Los siete pecados capitales del Imperio Alemán en la Primera Guerra Mundial

Sebastian Haffner, autor de Historia de un alemán, indaga en los siete pecados capitales cometidos por Alemania que marcaron el origen y el desarrollo de esta devastadora contienda

Fragmento del libro

El primero de los grandes errores que cometió Alemania fue, para empezar, provocar la Primera Guerra Mundial, y eso es exactamente lo que hizo.

Esto no tiene nada que ver con la cuestión de la «responsabilidad de la guerra». Después de la Primera Guerra Mundial hablar de «responsabilidad de la guerra» por parte de los vencedores es falso es hipócrita.

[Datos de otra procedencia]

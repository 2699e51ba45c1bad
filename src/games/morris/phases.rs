//! Game outcome types.

use super::Side;
use serde::{Deserialize, Serialize};

/// Outcome of a finished game.
#[derive(Debug, Clone, Copy, PartialEq, Eq, Hash, Serialize, Deserialize)]
pub enum Outcome {
    /// Side won the game.
    Winner(Side),
    /// Game ended in a draw.
    Draw,
}

impl Outcome {
    /// Returns the winner if there is one.
    pub fn winner(&self) -> Option<Side> {
        match self {
            Outcome::Winner(side) => Some(*side),
            Outcome::Draw => None,
        }
    }

    /// Returns true if the game was a draw.
    pub fn is_draw(&self) -> bool {
        matches!(self, Outcome::Draw)
    }
}

impl std::fmt::Display for Outcome {
    fn fmt(&self, f: &mut std::fmt::Formatter<'_>) -> std::fmt::Result {
        match self {
            Outcome::Winner(side) => write!(f, "{side} wins"),
            Outcome::Draw => write!(f, "Draw"),
        }
    }
}

/// Why the game ended.
#[derive(Debug, Clone, Copy, PartialEq, Eq, Hash, Serialize, Deserialize, strum::Display)]
pub enum EndReason {
    /// The loser has fewer than three pieces left.
    #[strum(to_string = "fewer than three pieces left")]
    TooFewPieces,
    /// The loser has no legal move.
    #[strum(to_string = "no legal move")]
    Blocked,
    /// Too many movement plies passed without a capture.
    #[strum(to_string = "no mill for too long")]
    NoMills,
    /// The same position arose three times.
    #[strum(to_string = "threefold repetition")]
    Repetition,
}

/// Outcome plus reason.
#[derive(Debug, Clone, Copy, PartialEq, Eq, Hash, Serialize, Deserialize)]
pub struct Ending {
    /// Who won, if anyone.
    pub outcome: Outcome,
    /// What ended the game.
    pub reason: EndReason,
}

impl std::fmt::Display for Ending {
    fn fmt(&self, f: &mut std::fmt::Formatter<'_>) -> std::fmt::Result {
        write!(f, "{} ({})", self.outcome, self.reason)
    }
}
//! Tests for the background search worker.

use crossbeam_channel::{Receiver, Sender};
use morris_core::{
    Board, BoardView, Cell, FirstLegal, Move, Node, Position, SearchResult, SearchWorker, Side,
    Strategy,
};
use std::sync::Arc;
use std::sync::atomic::{AtomicUsize, Ordering};

/// Strategy that blocks until released, then plays the first legal move.
struct Gated {
    release: Receiver<()>,
    calls: AtomicUsize,
}

impl Gated {
    fn new() -> (Arc<Self>, Sender<()>) {
        let (tx, rx) = crossbeam_channel::unbounded();
        let strategy = Arc::new(Self {
            release: rx,
            calls: AtomicUsize::new(0),
        });
        (strategy, tx)
    }
}

impl Strategy for Gated {
    fn search(&self, position: Position, side: Side) -> SearchResult {
        self.calls.fetch_add(1, Ordering::SeqCst);
        let _ = self.release.recv();
        FirstLegal.search(position, side)
    }

    fn name(&self) -> &str {
        "gated"
    }
}

fn n(index: usize) -> Node {
    Node::new(index).expect("index in range")
}

#[test]
fn test_start_sets_running_until_strategy_returns() {
    let board = Board::new();
    let (strategy, release) = Gated::new();
    let mut worker = SearchWorker::new();

    worker.start(&board, strategy.clone());
    assert!(worker.is_running());
    assert_eq!(worker.get_result(), None);

    release.send(()).expect("strategy is waiting");
    worker.join();

    assert!(!worker.is_running());
    let result = worker.get_result().expect("result published");
    assert_eq!(result.to_move(Side::White), Some(Move::place(Side::White, n(0))));
    assert_eq!(strategy.calls.load(Ordering::SeqCst), 1);
}

#[test]
fn test_result_is_stable_until_next_start() {
    let board = Board::new();
    let mut worker = SearchWorker::new();

    worker.start(&board, Arc::new(FirstLegal));
    worker.join();
    let first = worker.get_result();
    for _ in 0..10 {
        assert_eq!(worker.get_result(), first);
    }

    worker.start(&board, Arc::new(FirstLegal));
    worker.join();
    assert_eq!(worker.get_result(), first);
}

#[test]
fn test_polling_observes_completion() {
    let board = Board::new();
    let mut worker = SearchWorker::new();
    worker.start(&board, Arc::new(FirstLegal));

    while worker.is_running() {
        std::thread::yield_now();
    }
    assert!(worker.get_result().is_some());
}

#[test]
fn test_single_empty_node_is_chosen() {
    let mut cells = [Cell::Occupied(Side::Black); 24];
    for index in [0, 3, 6, 9, 12, 15, 18, 21, 1, 5, 8] {
        cells[index] = Cell::Occupied(Side::White);
    }
    cells[17] = Cell::Empty;
    let position = Position::from_cells(cells, Side::White).with_in_hand(Side::White, 1);
    let board = Board::from_position(position);

    let mut worker = SearchWorker::new();
    worker.start(&board, Arc::new(FirstLegal));
    worker.join();

    let result = worker.get_result().expect("result published");
    assert_eq!(result.place, Some(n(17)));
}

#[test]
fn test_drop_waits_for_running_search() {
    let board = Board::new();
    let (strategy, release) = Gated::new();
    let mut worker = SearchWorker::new();
    worker.start(&board, strategy.clone());

    let releaser = std::thread::spawn(move || {
        std::thread::sleep(std::time::Duration::from_millis(20));
        release.send(()).expect("strategy is waiting");
    });

    drop(worker);
    // The strategy has finished, so only the test's handle remains.
    assert_eq!(Arc::strong_count(&strategy), 1);
    releaser.join().expect("releaser thread");
}

#[test]
fn test_repeated_searches_keep_thread_count_bounded() {
    let board = Board::new();
    let mut worker = SearchWorker::new();
    for _ in 0..50 {
        worker.start(&board, Arc::new(FirstLegal));
        assert!(worker.live_threads() <= 1);
        worker.join();
        assert_eq!(worker.live_threads(), 0);
    }
    assert_eq!(worker.searches_started(), 50);
}

#[test]
fn test_replacing_busy_worker_blocks_until_done() {
    let board = Board::new();
    let (strategy, release) = Gated::new();
    for _ in 0..10 {
        release.send(()).expect("queue release");
    }

    let mut worker = SearchWorker::pooled();
    for round in 1..=10 {
        worker.start(&board, strategy.clone());
        worker = SearchWorker::pooled();
        assert_eq!(strategy.calls.load(Ordering::SeqCst), round);
        assert_eq!(Arc::strong_count(&strategy), 1);
    }
    assert_eq!(worker.live_threads(), 0);
}

#[test]
fn test_pooled_worker_matches_spawned_results() {
    let board = Board::new();
    let mut spawned = SearchWorker::new();
    let mut pooled = SearchWorker::pooled();

    spawned.start(&board, Arc::new(FirstLegal));
    pooled.start(&board, Arc::new(FirstLegal));
    spawned.join();
    pooled.join();

    assert_eq!(spawned.get_result(), pooled.get_result());
    assert_eq!(board.turn(), Side::White);
}
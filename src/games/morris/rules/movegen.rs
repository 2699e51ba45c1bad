//! Move validation, generation and application.

use super::super::{Cell, Move, MoveError, Node, Position, Side};
use super::graph::{are_adjacent, in_mill, neighbors};
use tracing::instrument;

/// True if `side` has exactly three pieces left and may move to any empty node.
pub fn can_fly(position: &Position, side: Side) -> bool {
    position.in_hand(side) == 0 && position.on_board(side) == 3
}

/// Opponent pieces `side` may remove after closing a mill.
///
/// Pieces standing in a mill are protected unless every opponent piece is
/// in one.
pub fn capture_candidates(position: &Position, side: Side) -> Vec<Node> {
    let opponent = side.opponent();
    let all: Vec<Node> = position.nodes_of(opponent).collect();
    let free: Vec<Node> = all
        .iter()
        .copied()
        .filter(|node| !in_mill(position, *node, opponent))
        .collect();

    if free.is_empty() { all } else { free }
}

/// Applies a move without checking it.
///
/// The caller guarantees legality, typically because the move came from
/// [`legal_moves`] or passed [`validate`].
pub fn play(position: &Position, mv: Move) -> Position {
    let side = mv.side();
    let mut next = *position;

    match mv {
        Move::Place { target, .. } | Move::PlaceTake { target, .. } => {
            next.set(target, Cell::Occupied(side));
            next.take_from_hand(side);
        }
        Move::Move {
            source,
            destination,
            ..
        }
        | Move::MoveTake {
            source,
            destination,
            ..
        } => {
            next.set(source, Cell::Empty);
            next.set(destination, Cell::Occupied(side));
        }
    }

    if let Some(capture) = mv.capture() {
        next.set(capture, Cell::Empty);
        next.set_plies_without_mill(0);
    } else if mv.source().is_some() {
        next.set_plies_without_mill(position.plies_without_mill().saturating_add(1));
    }

    next.set_to_move(side.opponent());
    next
}

/// Checks a move against the rules.
///
/// Returns `Ok(Some(candidates))` when the move closes a mill but names no
/// capture while captures are available, `Ok(None)` when the move is
/// complete as given.
#[instrument(skip(position), fields(side = %position.to_move()))]
pub fn validate(position: &Position, mv: &Move) -> Result<Option<Vec<Node>>, MoveError> {
    let side = mv.side();
    if side != position.to_move() {
        return Err(MoveError::WrongSide(side));
    }

    match mv.source() {
        None => {
            if position.in_hand(side) == 0 {
                return Err(MoveError::WrongPhase(side));
            }
        }
        Some(source) => {
            if position.in_hand(side) > 0 {
                return Err(MoveError::WrongPhase(side));
            }
            match position.owner(source) {
                None => return Err(MoveError::NodeEmpty(source)),
                Some(owner) if owner != side => return Err(MoveError::NotYourPiece(source)),
                Some(_) => {}
            }
        }
    }

    let landing = mv.landing();
    if !position.is_empty(landing) {
        return Err(MoveError::NodeOccupied(landing));
    }

    if let Some(source) = mv.source()
        && !can_fly(position, side)
        && !are_adjacent(source, landing)
    {
        return Err(MoveError::NotAdjacent(source, landing));
    }

    let landed = play(position, mv.without_capture());
    let closes_mill = in_mill(&landed, landing, side);
    let candidates = if closes_mill {
        capture_candidates(&landed, side)
    } else {
        Vec::new()
    };

    match mv.capture() {
        Some(_) if !closes_mill => Err(MoveError::NoMill),
        Some(capture) if !candidates.contains(&capture) => Err(MoveError::IllegalCapture(capture)),
        Some(_) => Ok(None),
        None if candidates.is_empty() => Ok(None),
        None => Ok(Some(candidates)),
    }
}

/// Checks a move that must be complete as given.
///
/// Same as [`validate`] but a mill without a named capture is an error.
pub fn validate_complete(position: &Position, mv: &Move) -> Result<(), MoveError> {
    match validate(position, mv)? {
        None => Ok(()),
        Some(_) => Err(MoveError::CaptureRequired),
    }
}

/// Every legal move for the side to move, in generation order.
///
/// Placements come in node order. Relocations are ordered by source, then
/// destination. A move closing a mill expands into one capturing move per
/// candidate, in node order.
pub fn legal_moves(position: &Position) -> Vec<Move> {
    let side = position.to_move();
    let mut moves = Vec::new();

    for base in base_moves(position, side) {
        let landed = play(position, base);
        if in_mill(&landed, base.landing(), side) {
            let candidates = capture_candidates(&landed, side);
            if candidates.is_empty() {
                moves.push(base);
            } else {
                moves.extend(candidates.into_iter().map(|node| base.with_capture(node)));
            }
        } else {
            moves.push(base);
        }
    }

    moves
}

/// True if the side to move has at least one move.
pub fn has_any_move(position: &Position) -> bool {
    !base_moves(position, position.to_move()).is_empty()
}

fn base_moves(position: &Position, side: Side) -> Vec<Move> {
    if position.in_hand(side) > 0 {
        return position
            .empty_nodes()
            .map(|target| Move::place(side, target))
            .collect();
    }

    let flying = can_fly(position, side);
    let mut moves = Vec::new();
    for source in position.nodes_of(side) {
        if flying {
            moves.extend(
                position
                    .empty_nodes()
                    .map(|destination| Move::relocate(side, source, destination)),
            );
        } else {
            moves.extend(
                neighbors(source)
                    .filter(|destination| position.is_empty(*destination))
                    .map(|destination| Move::relocate(side, source, destination)),
            );
        }
    }
    moves
}

#[cfg(test)]
mod tests {
    use super::*;

    fn n(index: usize) -> Node {
        Node::new(index).expect("index in range")
    }

    fn movement(white: &[usize], black: &[usize], to_move: Side) -> Position {
        let mut cells = [Cell::Empty; 24];
        for index in white {
            cells[*index] = Cell::Occupied(Side::White);
        }
        for index in black {
            cells[*index] = Cell::Occupied(Side::Black);
        }
        Position::from_cells(cells, to_move)
    }

    #[test]
    fn opening_has_one_placement_per_node() {
        let moves = legal_moves(&Position::new());
        assert_eq!(moves.len(), 24);
        assert_eq!(moves[0], Move::place(Side::White, n(0)));
    }

    #[test]
    fn placement_decrements_hand_and_passes_turn() {
        let next = play(&Position::new(), Move::place(Side::White, n(4)));
        assert_eq!(next.owner(n(4)), Some(Side::White));
        assert_eq!(next.in_hand(Side::White), 8);
        assert_eq!(next.to_move(), Side::Black);
        assert_eq!(next.plies_without_mill(), 0);
    }

    #[test]
    fn closing_mill_expands_into_captures() {
        let position = movement(&[0, 1], &[5, 6, 7], Side::White)
            .with_in_hand(Side::White, 1)
            .with_in_hand(Side::Black, 1);
        let takes: Vec<Move> = legal_moves(&position)
            .into_iter()
            .filter(|mv| mv.target() == Some(n(2)))
            .collect();
        assert_eq!(
            takes,
            vec![
                Move::place_take(Side::White, n(2), n(5)),
                Move::place_take(Side::White, n(2), n(6)),
                Move::place_take(Side::White, n(2), n(7)),
            ]
        );
    }

    #[test]
    fn pieces_in_mills_are_protected() {
        let position = movement(&[0, 1, 2], &[3, 4, 5, 9], Side::White);
        assert_eq!(capture_candidates(&position, Side::White), vec![n(9)]);

        let all_in_mills = movement(&[0, 1, 2], &[3, 4, 5], Side::White);
        assert_eq!(
            capture_candidates(&all_in_mills, Side::White),
            vec![n(3), n(4), n(5)]
        );
    }

    #[test]
    fn relocation_must_follow_a_connection() {
        let position = movement(&[0, 10, 20, 22], &[3, 5, 7, 17], Side::White);
        assert_eq!(
            validate(&position, &Move::relocate(Side::White, n(0), n(2))),
            Err(MoveError::NotAdjacent(n(0), n(2)))
        );
        assert_eq!(validate(&position, &Move::relocate(Side::White, n(0), n(1))), Ok(None));
    }

    #[test]
    fn three_pieces_may_fly() {
        let position = movement(&[0, 10, 20], &[3, 5, 7, 17], Side::White);
        assert!(can_fly(&position, Side::White));
        assert_eq!(validate(&position, &Move::relocate(Side::White, n(0), n(23))), Ok(None));
    }

    #[test]
    fn validate_reports_owed_capture() {
        let position = movement(&[0, 1, 14, 22], &[3, 5, 7, 17], Side::White);
        let owed =
            validate(&position, &Move::relocate(Side::White, n(14), n(2))).expect("legal move");
        assert_eq!(owed, Some(vec![n(3), n(5), n(7), n(17)]));
        assert_eq!(
            validate_complete(&position, &Move::relocate(Side::White, n(14), n(2))),
            Err(MoveError::CaptureRequired)
        );
        assert_eq!(
            validate(&position, &Move::move_take(Side::White, n(22), n(23), n(3))),
            Err(MoveError::NoMill)
        );
    }

    #[test]
    fn wrong_phase_and_ownership_are_rejected() {
        let position = Position::new();
        assert_eq!(
            validate(&position, &Move::relocate(Side::White, n(0), n(1))),
            Err(MoveError::WrongPhase(Side::White))
        );
        assert_eq!(
            validate(&position, &Move::place(Side::Black, n(0))),
            Err(MoveError::WrongSide(Side::Black))
        );

        let moving = movement(&[0, 10, 20, 22], &[3, 5, 7, 17], Side::White);
        assert_eq!(
            validate(&moving, &Move::relocate(Side::White, n(3), n(4))),
            Err(MoveError::NotYourPiece(n(3)))
        );
        assert_eq!(
            validate(&moving, &Move::relocate(Side::White, n(1), n(2))),
            Err(MoveError::NodeEmpty(n(1)))
        );
    }

    #[test]
    fn movement_counts_plies_and_capture_resets() {
        let position =
            movement(&[0, 1, 14, 22], &[3, 5, 7, 17], Side::White).with_plies_without_mill(5);
        let quiet = play(&position, Move::relocate(Side::White, n(22), n(23)));
        assert_eq!(quiet.plies_without_mill(), 6);
        let take = play(&position, Move::move_take(Side::White, n(14), n(2), n(3)));
        assert_eq!(take.plies_without_mill(), 0);
        assert_eq!(take.owner(n(3)), None);
    }
}
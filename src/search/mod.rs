//! Move search: strategies and the background worker that runs them.

mod minimax;
mod result;
mod strategy;
mod worker;

pub use minimax::{Minimax, evaluate};
pub use result::SearchResult;
pub use strategy::{FirstLegal, RandomMove, Strategy, StrategyKind};
pub use worker::{SearchWorker, WorkerMode};

use std::sync::Arc;

/// Builds a shared strategy from its kind.
///
/// `depth` only affects [`Minimax`]; `seed` only affects [`RandomMove`].
pub fn build_strategy(kind: StrategyKind, depth: u8, seed: Option<u64>) -> Arc<dyn Strategy> {
    match kind {
        StrategyKind::FirstLegal => Arc::new(FirstLegal),
        StrategyKind::Random => match seed {
            Some(seed) => Arc::new(RandomMove::seeded(seed)),
            None => Arc::new(RandomMove::new()),
        },
        StrategyKind::Minimax => Arc::new(Minimax::new(depth)),
    }
}
//! Tests for match configuration files.

use morris_core::{ContextState, ControlMode, MatchConfig, StrategyKind, WorkerMode};
use std::fs;
use tempfile::TempDir;

fn write_config(dir: &TempDir, content: &str) -> std::path::PathBuf {
    let path = dir.path().join("match.toml");
    fs::write(&path, content).expect("Failed to write TOML");
    path
}

#[test]
fn test_from_file_reads_all_fields() {
    let dir = TempDir::new().expect("Failed to create temp dir");
    let path = write_config(
        &dir,
        r#"white = "computer"
black = "human"
strategy = "random"
depth = 2
seed = 99
worker = "pooled"
frame_interval_ms = 5
max_frames = 1000
"#,
    );

    let config = MatchConfig::from_file(&path).expect("Config should load");
    assert_eq!(*config.white(), ControlMode::Computer);
    assert_eq!(*config.black(), ControlMode::Human);
    assert_eq!(*config.strategy(), StrategyKind::Random);
    assert_eq!(*config.depth(), 2);
    assert_eq!(*config.seed(), Some(99));
    assert_eq!(*config.worker(), WorkerMode::Pooled);
    assert_eq!(*config.frame_interval_ms(), 5);
    assert_eq!(*config.max_frames(), Some(1000));
}

#[test]
fn test_missing_fields_use_defaults() {
    let dir = TempDir::new().expect("Failed to create temp dir");
    let path = write_config(&dir, "black = \"none\"\n");

    let config = MatchConfig::from_file(&path).expect("Config should load");
    assert_eq!(*config.white(), ControlMode::Human);
    assert_eq!(*config.black(), ControlMode::None);
    assert_eq!(*config.strategy(), StrategyKind::Minimax);
    assert_eq!(*config.worker(), WorkerMode::Spawn);
}

#[test]
fn test_unknown_mode_is_rejected() {
    let dir = TempDir::new().expect("Failed to create temp dir");
    let path = write_config(&dir, "white = \"wizard\"\n");

    let err = MatchConfig::from_file(&path).expect_err("Config should fail");
    assert!(err.message.contains("Failed to parse config"));
}

#[test]
fn test_missing_file_reports_location() {
    let dir = TempDir::new().expect("Failed to create temp dir");
    let err = MatchConfig::from_file(dir.path().join("absent.toml")).expect_err("No such file");
    assert!(err.message.contains("Failed to read config file"));
    assert!(err.file.ends_with("config.rs"));
    assert!(err.line > 0);
}

#[test]
fn test_built_context_follows_config() {
    let config = MatchConfig::default()
        .with_white(ControlMode::Computer)
        .with_black(ControlMode::Computer)
        .with_strategy(StrategyKind::FirstLegal)
        .with_worker(WorkerMode::Pooled);

    let mut ctx = config.build_context();
    assert_eq!(ctx.worker().mode(), WorkerMode::Pooled);
    ctx.update();
    assert_eq!(ctx.state(), &ContextState::ComputerTurnBegin { side: morris_core::Side::White });
}
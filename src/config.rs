use log::warn;
use std::fmt;
use thiserror::Error;

/// Value shipped in `.env` templates; never a real key.
pub const PLACEHOLDER_API_KEY: &str = "your_etherscan_api_key_here";

#[derive(Debug, Error, Clone, PartialEq, Eq)]
pub enum ConfigError {
    #[error("[E040] Explorer API key is not set\n\nSuggestions:\n  • Set ETHERSCAN_API_KEY in your environment\n  • Or pass --api-key on the command line")]
    MissingApiKey,

    #[error("[E041] Explorer API key is still the template placeholder\n\nSuggestions:\n  • Replace 'your_etherscan_api_key_here' with a key from your explorer account\n  • Verification will fail without a valid key")]
    PlaceholderApiKey,
}

impl ConfigError {
    pub const fn error_code(&self) -> &'static str {
        match self {
            Self::MissingApiKey => "E040",
            Self::PlaceholderApiKey => "E041",
        }
    }
}

/// Explorer API credential. Redacted in `Debug` output.
#[derive(Clone, PartialEq, Eq)]
pub struct ApiKey(String);

impl ApiKey {
    /// # Errors
    ///
    /// Will fail if the key is blank or the template placeholder.
    pub fn new(raw: &str) -> Result<Self, ConfigError> {
        let key = raw.trim();
        if key.is_empty() {
            return Err(ConfigError::MissingApiKey);
        }
        if key == PLACEHOLDER_API_KEY {
            return Err(ConfigError::PlaceholderApiKey);
        }
        if key.len() != 34 {
            warn!("Explorer API key has an unusual length ({}), requests may be rejected", key.len());
        }
        Ok(Self(key.to_string()))
    }

    pub fn expose(&self) -> &str {
        &self.0
    }
}

impl fmt::Debug for ApiKey {
    fn fmt(&self, f: &mut fmt::Formatter<'_>) -> fmt::Result {
        f.write_str("ApiKey(***)")
    }
}
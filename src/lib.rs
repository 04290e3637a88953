//! # Etherscan Verifier
//!
//! A Rust library for verifying deployed Solidity contracts on
//! Etherscan-compatible block explorers. It reads the compiler's build
//! artifact, submits the standard-JSON input with the matching compiler
//! settings and polls the explorer until the verification job finishes.
//!
//! ## Example Usage
//!
//! ```rust,no_run
//! use camino::Utf8Path;
//! use url::Url;
//! use verifier::{
//!     api::{ApiClient, VerificationRequest},
//!     artifact::BuildArtifact,
//!     config::ApiKey,
//!     constructor::ConstructorArgs,
//!     contract::{ContractAddress, ContractName},
//!     verification::VerificationClient,
//! };
//!
//! # fn main() -> Result<(), Box<dyn std::error::Error>> {
//! let artifact = BuildArtifact::load(Utf8Path::new("artifacts/build-info/solc.json"))?;
//! let request = VerificationRequest::new(
//!     &artifact,
//!     ContractAddress::new("0x0eFbf4be712Ed78f899b306B5d919Bb167676ebe")?,
//!     ContractName::new("contracts/KipuBank.sol:KipuBank")?,
//!     ConstructorArgs::from_hex("0x")?,
//! )?;
//!
//! let api = ApiClient::new(Url::parse("https://api-sepolia.etherscan.io/api")?)?;
//! let client = VerificationClient::new(api);
//! let key = ApiKey::new("YOUR_API_KEY")?;
//! let job = client.verify(&request, &key)?;
//! println!("{}: {:?}", job.state(), job.last_message());
//! # Ok(())
//! # }
//! ```

/// Explorer API client, request models and the status poll loop
pub mod api;

/// Build-artifact loading and compiler settings extraction
pub mod artifact;

/// Explicit configuration values such as the API key
pub mod config;

/// Constructor argument ABI encoding
pub mod constructor;

/// Validated contract address and fully-qualified name
pub mod contract;

/// Deployed address lookup from deployment artifacts
pub mod deployment;

/// Error types with codes and actionable suggestions
pub mod errors;

/// Submission and polling workflow
pub mod verification;
// Re-export the API module components
pub use self::{
    client::{ApiClient, ExplorerApi},
    errors::{ApiClientError, PollError, SubmissionError},
    models::{
        ExplorerResponse, VerificationJob, VerificationRequest, STANDARD_JSON_CODE_FORMAT,
        STATUS_NOTOK, STATUS_OK,
    },
    polling::{
        classify_status, is_failure_message, poll_verification_status, PollConfig, Sleeper,
        ThreadSleeper, DEFAULT_INTERVAL_MS, DEFAULT_MAX_ATTEMPTS, FAILURE_PATTERNS,
    },
    types::{JobState, StatusCheck},
};

// Module declarations
mod client;
mod errors;
mod models;
mod polling;
mod types;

Este tipo de responsabilidad presupone un delito y, por aquel entonces, la guerra no constituía delito alguno. En la Europa de 1914 la guerra era todavía un instrumento legítimo, bastante honorable e incluso glorioso. Tampoco es que fuese en exceso impopular; de hecho, la guerra de 1914 no lo fue en ningún sitio. En el mes de agosto de 1914 se oyeron gritos de júbilo no sólo en Alemania, sino también en Rusia, Francia e Inglaterra. En aquel momento todos los pueblos tuvieron la sensación de que volvía a tocar una guerra, así que recibieron su estallido con un sentimiento de liberación. Sin embargo, la responsable de que hubiese llegado el momento fue Alemania.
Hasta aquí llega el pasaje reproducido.